(INFORMATION SUPPLIED)

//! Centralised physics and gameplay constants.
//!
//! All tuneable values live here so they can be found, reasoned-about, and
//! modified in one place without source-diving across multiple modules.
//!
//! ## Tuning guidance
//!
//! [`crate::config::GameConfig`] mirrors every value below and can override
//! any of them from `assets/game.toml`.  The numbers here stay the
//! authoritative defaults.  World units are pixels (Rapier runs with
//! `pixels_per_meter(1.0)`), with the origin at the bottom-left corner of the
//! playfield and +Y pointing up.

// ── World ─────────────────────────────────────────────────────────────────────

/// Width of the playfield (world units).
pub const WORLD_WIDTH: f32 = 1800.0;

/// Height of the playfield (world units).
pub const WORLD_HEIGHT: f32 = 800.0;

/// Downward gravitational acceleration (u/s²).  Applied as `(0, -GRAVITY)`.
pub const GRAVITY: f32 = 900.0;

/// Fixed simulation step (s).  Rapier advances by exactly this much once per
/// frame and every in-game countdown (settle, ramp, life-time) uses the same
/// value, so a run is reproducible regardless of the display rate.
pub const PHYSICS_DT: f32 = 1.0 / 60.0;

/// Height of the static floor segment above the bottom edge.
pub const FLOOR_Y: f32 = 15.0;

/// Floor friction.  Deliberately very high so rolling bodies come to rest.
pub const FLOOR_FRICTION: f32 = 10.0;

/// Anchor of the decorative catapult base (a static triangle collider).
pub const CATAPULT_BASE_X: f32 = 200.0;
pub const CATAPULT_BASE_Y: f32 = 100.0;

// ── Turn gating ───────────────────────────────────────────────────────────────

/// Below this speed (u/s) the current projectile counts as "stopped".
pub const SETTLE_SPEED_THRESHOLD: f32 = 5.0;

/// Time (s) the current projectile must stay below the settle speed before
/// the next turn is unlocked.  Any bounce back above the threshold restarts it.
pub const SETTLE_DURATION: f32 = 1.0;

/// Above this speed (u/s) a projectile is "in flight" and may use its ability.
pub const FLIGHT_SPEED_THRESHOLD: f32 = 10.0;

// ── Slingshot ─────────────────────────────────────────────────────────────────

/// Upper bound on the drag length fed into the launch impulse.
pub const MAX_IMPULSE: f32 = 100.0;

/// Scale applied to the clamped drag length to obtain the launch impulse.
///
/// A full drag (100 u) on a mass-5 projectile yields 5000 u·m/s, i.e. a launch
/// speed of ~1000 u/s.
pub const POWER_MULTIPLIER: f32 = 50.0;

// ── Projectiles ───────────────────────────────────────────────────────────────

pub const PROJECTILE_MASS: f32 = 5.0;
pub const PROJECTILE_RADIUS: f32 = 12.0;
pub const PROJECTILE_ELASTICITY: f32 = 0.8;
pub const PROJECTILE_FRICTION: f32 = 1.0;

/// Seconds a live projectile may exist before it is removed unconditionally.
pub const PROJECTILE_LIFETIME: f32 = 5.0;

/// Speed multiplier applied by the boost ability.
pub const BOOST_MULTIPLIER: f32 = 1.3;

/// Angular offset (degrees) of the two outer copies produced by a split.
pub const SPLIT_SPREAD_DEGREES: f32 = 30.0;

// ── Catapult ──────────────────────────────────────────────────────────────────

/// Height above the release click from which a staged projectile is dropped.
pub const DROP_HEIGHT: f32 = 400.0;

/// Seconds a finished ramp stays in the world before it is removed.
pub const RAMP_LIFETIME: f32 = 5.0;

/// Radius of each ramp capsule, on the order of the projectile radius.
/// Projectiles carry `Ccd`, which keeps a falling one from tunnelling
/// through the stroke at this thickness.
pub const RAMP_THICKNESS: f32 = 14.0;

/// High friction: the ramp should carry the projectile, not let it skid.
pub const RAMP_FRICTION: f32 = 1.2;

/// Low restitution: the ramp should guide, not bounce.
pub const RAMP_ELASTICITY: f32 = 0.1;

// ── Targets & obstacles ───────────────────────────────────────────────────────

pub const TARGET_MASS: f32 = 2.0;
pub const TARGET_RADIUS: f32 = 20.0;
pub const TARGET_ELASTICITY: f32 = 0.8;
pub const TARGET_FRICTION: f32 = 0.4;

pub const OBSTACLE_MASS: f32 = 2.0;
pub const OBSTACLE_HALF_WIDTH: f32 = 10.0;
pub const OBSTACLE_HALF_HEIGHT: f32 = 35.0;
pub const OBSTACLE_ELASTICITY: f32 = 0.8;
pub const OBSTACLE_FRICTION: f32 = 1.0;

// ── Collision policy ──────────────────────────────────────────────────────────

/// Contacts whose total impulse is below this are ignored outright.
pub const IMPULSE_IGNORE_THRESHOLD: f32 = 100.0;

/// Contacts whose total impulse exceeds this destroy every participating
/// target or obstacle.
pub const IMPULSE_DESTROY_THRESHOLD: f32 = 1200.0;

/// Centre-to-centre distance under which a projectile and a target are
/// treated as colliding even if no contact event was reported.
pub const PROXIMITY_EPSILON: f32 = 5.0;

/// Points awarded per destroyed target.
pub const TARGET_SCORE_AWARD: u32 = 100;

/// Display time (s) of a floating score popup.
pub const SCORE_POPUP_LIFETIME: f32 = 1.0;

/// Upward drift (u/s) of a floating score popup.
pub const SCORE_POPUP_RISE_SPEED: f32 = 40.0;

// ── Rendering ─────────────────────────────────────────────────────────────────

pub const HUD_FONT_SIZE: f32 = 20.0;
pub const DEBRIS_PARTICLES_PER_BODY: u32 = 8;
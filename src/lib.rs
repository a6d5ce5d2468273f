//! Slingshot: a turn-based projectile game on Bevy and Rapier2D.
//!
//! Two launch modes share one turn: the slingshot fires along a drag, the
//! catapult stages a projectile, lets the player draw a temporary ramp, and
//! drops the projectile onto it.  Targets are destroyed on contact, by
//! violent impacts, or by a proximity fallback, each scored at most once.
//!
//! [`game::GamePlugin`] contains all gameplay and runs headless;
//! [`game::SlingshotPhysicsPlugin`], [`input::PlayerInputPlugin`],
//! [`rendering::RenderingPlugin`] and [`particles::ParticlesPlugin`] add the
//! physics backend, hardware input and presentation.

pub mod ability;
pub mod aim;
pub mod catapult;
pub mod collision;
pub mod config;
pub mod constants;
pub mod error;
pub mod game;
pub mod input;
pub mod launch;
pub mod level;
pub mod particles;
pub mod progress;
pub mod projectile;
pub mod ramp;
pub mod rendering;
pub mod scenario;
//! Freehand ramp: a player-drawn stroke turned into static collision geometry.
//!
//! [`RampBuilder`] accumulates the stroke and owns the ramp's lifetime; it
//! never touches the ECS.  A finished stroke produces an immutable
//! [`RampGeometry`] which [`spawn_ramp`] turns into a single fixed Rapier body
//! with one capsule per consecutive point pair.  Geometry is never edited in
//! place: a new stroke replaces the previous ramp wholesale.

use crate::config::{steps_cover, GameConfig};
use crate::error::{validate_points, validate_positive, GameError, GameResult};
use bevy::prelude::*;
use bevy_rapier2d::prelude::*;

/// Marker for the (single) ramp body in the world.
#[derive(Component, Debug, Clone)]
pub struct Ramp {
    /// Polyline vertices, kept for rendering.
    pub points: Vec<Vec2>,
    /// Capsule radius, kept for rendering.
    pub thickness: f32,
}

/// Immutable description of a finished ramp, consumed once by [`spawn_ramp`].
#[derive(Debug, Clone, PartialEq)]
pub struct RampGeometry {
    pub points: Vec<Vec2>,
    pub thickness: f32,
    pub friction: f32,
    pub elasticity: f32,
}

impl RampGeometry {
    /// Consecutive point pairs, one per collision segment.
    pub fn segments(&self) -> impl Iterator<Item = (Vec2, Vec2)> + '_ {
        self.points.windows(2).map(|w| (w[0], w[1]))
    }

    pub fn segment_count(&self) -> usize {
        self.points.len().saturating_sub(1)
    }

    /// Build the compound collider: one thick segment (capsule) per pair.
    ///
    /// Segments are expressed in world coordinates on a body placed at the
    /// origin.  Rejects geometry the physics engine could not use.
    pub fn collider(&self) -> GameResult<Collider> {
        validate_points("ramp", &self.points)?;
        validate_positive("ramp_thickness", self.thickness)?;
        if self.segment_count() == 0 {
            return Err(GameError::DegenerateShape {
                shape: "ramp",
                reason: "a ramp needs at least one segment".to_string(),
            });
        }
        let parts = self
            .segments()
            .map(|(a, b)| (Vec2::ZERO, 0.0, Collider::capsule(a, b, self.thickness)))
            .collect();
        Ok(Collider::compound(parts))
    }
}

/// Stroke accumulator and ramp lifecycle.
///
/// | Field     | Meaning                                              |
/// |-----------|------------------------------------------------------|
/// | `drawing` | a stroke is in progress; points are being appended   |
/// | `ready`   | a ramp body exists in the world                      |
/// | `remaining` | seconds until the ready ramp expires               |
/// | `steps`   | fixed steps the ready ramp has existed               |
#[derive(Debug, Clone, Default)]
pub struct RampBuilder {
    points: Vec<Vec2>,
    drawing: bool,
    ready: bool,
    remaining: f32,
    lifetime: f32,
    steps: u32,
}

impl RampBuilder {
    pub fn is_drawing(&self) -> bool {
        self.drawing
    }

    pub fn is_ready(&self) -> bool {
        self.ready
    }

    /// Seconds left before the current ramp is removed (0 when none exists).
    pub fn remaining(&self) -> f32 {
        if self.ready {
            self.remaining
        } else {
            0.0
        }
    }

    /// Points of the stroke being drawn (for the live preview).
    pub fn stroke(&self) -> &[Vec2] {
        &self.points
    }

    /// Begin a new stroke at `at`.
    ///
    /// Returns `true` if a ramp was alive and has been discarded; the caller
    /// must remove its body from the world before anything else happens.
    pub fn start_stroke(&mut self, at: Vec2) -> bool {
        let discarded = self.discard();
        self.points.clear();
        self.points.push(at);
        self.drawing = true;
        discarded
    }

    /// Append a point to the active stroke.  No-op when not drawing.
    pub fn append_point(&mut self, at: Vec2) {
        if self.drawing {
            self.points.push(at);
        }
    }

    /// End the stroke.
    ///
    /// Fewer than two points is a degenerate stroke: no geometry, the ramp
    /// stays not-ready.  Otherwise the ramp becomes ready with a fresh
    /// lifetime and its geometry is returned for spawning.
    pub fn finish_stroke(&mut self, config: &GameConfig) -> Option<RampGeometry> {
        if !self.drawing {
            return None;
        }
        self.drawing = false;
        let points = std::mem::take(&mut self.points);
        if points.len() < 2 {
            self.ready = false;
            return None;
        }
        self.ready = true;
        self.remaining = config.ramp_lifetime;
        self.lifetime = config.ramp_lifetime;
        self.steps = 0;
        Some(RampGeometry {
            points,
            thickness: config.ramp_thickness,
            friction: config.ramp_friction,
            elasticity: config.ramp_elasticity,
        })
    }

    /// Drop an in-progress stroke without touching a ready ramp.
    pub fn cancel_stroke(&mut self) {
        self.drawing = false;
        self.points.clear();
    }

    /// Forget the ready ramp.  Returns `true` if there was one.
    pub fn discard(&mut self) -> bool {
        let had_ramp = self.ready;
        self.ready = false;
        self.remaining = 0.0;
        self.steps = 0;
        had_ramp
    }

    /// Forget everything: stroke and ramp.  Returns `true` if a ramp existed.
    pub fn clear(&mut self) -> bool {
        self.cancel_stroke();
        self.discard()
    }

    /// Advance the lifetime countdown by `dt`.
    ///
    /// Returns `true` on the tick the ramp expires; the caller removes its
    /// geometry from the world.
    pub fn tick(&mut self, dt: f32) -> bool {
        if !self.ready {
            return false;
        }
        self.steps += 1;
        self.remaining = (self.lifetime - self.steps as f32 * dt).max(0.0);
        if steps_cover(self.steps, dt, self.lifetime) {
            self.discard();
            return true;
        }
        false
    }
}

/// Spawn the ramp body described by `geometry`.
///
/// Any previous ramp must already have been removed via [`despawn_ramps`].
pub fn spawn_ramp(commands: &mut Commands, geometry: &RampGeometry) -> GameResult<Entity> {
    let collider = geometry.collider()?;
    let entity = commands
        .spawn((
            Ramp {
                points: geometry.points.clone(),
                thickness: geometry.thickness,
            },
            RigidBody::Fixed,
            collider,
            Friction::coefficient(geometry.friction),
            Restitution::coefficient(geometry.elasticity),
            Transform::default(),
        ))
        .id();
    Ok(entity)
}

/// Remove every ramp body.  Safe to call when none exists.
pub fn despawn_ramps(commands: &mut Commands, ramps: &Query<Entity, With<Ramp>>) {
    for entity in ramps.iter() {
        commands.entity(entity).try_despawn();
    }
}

(End INFORMATION SUPPLIED)
(INFORMATION SUPPLIED)

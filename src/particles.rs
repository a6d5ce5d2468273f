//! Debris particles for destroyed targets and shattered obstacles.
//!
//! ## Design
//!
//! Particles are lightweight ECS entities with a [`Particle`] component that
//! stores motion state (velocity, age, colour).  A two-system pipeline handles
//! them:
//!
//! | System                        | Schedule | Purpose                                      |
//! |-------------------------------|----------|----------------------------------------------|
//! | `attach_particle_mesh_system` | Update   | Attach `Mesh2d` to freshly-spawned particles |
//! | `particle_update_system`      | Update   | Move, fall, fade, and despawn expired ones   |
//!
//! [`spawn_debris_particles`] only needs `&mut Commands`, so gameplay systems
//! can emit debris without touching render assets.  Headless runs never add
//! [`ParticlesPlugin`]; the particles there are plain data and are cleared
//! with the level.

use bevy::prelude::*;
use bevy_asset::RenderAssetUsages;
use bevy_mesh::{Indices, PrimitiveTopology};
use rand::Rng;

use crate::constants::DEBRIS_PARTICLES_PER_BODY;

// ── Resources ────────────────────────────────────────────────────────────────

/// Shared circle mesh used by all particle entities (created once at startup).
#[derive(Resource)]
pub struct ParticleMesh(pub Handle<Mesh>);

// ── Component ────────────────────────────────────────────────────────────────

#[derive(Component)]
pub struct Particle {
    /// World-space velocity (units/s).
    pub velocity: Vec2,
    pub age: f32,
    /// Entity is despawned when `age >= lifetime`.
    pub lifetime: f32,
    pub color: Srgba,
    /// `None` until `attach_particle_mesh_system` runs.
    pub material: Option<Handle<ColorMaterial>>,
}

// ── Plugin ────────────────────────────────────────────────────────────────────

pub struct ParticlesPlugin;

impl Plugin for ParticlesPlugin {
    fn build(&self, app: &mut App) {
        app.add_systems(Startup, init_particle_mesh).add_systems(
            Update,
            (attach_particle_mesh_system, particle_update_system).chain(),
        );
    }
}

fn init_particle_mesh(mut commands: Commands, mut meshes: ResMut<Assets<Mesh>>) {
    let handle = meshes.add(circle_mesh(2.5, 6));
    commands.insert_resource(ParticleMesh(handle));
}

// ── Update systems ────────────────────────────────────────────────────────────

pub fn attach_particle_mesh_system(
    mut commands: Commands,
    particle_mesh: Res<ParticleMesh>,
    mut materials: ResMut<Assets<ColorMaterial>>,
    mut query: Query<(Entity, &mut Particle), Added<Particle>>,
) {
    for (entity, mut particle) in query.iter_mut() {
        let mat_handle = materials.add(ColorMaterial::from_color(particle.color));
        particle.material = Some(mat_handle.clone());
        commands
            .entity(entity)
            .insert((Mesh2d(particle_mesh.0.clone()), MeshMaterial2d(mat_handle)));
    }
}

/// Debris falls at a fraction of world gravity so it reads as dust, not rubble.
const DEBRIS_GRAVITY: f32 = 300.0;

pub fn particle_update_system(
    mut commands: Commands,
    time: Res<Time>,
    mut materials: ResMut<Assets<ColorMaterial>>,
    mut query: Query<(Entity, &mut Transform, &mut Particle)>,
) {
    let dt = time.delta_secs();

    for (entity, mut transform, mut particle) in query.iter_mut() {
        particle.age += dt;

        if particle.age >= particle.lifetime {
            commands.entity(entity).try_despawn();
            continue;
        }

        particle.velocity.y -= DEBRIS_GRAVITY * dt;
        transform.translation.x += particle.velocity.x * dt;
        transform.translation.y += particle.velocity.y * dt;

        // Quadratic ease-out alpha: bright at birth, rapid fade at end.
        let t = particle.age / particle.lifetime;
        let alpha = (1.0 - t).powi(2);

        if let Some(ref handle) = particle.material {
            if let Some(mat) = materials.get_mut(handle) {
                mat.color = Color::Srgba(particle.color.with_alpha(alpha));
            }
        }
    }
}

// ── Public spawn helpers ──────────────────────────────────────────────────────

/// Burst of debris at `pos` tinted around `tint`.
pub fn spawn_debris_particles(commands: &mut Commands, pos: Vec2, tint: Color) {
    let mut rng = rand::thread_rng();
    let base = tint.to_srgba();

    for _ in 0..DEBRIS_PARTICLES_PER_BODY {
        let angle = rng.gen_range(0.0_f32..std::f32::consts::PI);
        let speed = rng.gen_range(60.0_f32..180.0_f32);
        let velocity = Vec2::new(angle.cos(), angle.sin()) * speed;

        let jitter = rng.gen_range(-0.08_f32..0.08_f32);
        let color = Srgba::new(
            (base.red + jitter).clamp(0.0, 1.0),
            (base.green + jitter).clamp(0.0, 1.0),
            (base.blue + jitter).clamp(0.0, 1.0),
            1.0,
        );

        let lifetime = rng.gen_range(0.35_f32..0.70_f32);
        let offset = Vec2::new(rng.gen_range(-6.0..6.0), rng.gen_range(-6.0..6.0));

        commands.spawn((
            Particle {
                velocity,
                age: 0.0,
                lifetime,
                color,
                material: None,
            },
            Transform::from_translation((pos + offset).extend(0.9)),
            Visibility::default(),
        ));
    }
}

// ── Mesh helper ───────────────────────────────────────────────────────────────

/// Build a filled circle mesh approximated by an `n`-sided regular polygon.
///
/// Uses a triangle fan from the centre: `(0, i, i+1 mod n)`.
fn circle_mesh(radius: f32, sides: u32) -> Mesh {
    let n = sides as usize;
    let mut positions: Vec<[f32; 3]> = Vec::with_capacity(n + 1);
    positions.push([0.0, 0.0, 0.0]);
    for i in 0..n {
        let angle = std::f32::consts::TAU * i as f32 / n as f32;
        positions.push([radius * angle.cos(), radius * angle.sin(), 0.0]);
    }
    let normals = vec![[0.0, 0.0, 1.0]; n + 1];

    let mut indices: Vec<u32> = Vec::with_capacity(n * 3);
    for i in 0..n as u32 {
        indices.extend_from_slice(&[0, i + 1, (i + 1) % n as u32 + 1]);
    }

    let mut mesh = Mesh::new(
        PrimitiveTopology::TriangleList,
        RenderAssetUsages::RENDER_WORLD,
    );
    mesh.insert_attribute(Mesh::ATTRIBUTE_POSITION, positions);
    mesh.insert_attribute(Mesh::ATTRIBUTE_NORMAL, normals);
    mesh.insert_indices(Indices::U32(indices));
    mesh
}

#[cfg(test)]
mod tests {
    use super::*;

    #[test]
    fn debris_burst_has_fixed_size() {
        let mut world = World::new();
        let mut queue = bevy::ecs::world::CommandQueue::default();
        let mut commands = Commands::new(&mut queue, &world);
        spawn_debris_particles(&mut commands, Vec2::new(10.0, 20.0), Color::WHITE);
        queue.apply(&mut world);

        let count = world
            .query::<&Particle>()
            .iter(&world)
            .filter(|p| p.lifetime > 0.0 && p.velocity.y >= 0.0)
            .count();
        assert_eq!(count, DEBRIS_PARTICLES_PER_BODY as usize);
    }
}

(End INFORMATION SUPPLIED)
(INFORMATION SUPPLIED)

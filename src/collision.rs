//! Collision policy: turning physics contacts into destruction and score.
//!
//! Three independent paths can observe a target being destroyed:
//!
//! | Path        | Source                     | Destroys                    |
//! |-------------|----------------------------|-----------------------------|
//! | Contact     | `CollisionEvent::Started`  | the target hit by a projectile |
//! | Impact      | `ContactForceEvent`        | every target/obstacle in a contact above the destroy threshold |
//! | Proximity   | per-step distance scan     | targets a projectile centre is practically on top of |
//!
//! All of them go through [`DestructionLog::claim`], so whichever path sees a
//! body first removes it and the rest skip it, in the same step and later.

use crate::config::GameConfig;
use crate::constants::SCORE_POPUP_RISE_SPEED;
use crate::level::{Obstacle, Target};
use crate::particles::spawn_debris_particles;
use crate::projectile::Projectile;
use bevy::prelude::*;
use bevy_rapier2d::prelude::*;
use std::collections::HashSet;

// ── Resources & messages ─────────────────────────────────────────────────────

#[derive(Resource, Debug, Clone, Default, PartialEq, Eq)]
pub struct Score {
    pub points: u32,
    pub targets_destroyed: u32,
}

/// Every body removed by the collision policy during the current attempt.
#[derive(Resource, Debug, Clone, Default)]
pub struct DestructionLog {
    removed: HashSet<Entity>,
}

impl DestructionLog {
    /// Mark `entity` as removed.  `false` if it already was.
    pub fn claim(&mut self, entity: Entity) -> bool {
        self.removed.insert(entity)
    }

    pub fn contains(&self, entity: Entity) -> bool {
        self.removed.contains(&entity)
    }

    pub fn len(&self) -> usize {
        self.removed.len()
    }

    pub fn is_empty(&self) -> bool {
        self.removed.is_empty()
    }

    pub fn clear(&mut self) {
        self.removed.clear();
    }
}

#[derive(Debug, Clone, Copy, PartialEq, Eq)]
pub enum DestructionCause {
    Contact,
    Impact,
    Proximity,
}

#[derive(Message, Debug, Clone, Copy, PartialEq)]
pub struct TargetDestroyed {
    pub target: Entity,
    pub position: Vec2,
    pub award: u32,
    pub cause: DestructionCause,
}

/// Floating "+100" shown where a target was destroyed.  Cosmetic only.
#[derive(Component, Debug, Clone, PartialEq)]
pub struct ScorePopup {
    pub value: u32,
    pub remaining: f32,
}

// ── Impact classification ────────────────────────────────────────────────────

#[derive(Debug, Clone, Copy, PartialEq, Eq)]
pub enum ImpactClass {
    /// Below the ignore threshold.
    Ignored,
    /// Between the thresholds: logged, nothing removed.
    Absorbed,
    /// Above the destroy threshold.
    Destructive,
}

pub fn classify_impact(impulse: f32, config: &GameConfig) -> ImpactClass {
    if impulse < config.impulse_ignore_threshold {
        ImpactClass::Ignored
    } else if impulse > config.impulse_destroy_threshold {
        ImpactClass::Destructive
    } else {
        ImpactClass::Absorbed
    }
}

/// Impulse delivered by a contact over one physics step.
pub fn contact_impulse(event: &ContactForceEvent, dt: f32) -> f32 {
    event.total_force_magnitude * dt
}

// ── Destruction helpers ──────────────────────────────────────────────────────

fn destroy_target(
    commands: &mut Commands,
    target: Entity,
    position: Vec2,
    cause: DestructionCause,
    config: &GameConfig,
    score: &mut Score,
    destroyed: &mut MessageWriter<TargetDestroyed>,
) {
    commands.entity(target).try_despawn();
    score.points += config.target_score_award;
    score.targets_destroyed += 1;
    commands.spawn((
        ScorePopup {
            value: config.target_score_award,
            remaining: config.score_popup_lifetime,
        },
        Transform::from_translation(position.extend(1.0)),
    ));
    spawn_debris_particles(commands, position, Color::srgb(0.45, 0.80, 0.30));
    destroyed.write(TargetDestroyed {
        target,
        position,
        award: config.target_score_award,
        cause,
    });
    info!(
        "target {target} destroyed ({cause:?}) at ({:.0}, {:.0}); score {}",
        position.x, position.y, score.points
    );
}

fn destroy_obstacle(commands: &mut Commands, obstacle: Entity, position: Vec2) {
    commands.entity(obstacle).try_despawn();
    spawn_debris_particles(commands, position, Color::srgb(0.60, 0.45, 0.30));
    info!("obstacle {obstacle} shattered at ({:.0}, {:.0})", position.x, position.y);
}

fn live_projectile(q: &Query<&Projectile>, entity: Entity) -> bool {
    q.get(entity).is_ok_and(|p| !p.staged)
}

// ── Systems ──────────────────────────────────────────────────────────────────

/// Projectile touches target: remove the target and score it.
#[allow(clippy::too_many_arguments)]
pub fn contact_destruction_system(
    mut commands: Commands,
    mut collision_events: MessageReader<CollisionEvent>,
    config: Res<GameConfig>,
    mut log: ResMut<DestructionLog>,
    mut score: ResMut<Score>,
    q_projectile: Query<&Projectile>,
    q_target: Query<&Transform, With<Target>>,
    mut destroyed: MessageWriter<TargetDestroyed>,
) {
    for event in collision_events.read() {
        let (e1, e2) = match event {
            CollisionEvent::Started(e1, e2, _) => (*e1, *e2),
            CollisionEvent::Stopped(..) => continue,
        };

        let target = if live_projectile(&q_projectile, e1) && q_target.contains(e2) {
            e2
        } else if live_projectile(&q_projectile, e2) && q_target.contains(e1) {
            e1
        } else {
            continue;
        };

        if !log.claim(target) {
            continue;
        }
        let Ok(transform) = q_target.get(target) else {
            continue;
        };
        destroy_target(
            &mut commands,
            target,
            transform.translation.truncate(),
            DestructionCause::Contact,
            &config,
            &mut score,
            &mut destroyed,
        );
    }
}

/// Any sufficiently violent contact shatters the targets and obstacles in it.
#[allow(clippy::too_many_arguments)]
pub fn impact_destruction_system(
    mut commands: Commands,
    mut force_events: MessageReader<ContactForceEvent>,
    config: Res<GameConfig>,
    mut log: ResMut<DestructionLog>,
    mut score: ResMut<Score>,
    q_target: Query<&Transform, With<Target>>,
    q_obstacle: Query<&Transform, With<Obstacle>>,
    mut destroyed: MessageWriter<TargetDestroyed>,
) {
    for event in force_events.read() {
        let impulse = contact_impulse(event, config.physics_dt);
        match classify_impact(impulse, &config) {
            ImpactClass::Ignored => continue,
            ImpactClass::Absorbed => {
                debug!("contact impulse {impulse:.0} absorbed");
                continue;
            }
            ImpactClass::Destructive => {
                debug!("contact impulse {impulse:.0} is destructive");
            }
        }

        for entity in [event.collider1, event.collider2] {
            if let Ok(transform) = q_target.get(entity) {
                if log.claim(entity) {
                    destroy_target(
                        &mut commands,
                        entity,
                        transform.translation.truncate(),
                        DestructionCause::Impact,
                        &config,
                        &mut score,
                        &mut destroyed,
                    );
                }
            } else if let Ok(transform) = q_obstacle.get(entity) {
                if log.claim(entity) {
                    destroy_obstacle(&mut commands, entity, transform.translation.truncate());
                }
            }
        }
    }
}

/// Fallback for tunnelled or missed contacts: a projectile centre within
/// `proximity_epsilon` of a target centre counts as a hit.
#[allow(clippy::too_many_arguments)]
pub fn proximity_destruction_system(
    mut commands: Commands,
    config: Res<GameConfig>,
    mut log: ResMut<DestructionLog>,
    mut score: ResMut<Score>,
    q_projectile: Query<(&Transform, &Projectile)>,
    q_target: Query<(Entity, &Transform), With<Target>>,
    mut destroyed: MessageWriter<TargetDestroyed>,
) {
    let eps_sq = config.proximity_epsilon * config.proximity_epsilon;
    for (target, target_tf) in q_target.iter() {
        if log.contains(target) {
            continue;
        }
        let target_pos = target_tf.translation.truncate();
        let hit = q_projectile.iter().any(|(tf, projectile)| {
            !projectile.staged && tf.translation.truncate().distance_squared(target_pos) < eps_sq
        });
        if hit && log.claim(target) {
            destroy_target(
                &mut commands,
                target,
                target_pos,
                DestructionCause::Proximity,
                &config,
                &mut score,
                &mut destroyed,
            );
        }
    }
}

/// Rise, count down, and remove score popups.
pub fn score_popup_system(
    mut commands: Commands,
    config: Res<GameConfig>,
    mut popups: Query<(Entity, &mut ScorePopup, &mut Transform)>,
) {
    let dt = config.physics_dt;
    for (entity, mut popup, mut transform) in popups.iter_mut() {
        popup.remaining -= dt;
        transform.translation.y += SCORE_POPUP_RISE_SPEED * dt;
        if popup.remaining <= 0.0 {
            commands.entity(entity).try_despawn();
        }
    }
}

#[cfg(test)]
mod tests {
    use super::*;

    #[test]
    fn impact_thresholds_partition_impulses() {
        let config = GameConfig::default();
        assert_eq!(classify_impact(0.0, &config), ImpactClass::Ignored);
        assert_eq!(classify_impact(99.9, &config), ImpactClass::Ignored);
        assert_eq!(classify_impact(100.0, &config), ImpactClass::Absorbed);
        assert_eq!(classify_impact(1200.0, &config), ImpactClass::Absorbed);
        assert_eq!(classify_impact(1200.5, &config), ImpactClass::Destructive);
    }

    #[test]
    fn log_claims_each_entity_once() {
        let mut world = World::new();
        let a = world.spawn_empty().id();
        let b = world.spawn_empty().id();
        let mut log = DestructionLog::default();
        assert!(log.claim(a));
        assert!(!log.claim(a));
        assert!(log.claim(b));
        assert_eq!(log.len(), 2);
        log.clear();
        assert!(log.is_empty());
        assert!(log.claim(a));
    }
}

(End INFORMATION SUPPLIED)

*PROBLEM DETAILS*
Which lines in the records above hold the string "ability"? Copy each of them.

*TASK SOLUTION*
/// Above this speed (u/s) a projectile is "in flight" and may use its ability.
/// Speed multiplier applied by the boost ability.
pub mod ability;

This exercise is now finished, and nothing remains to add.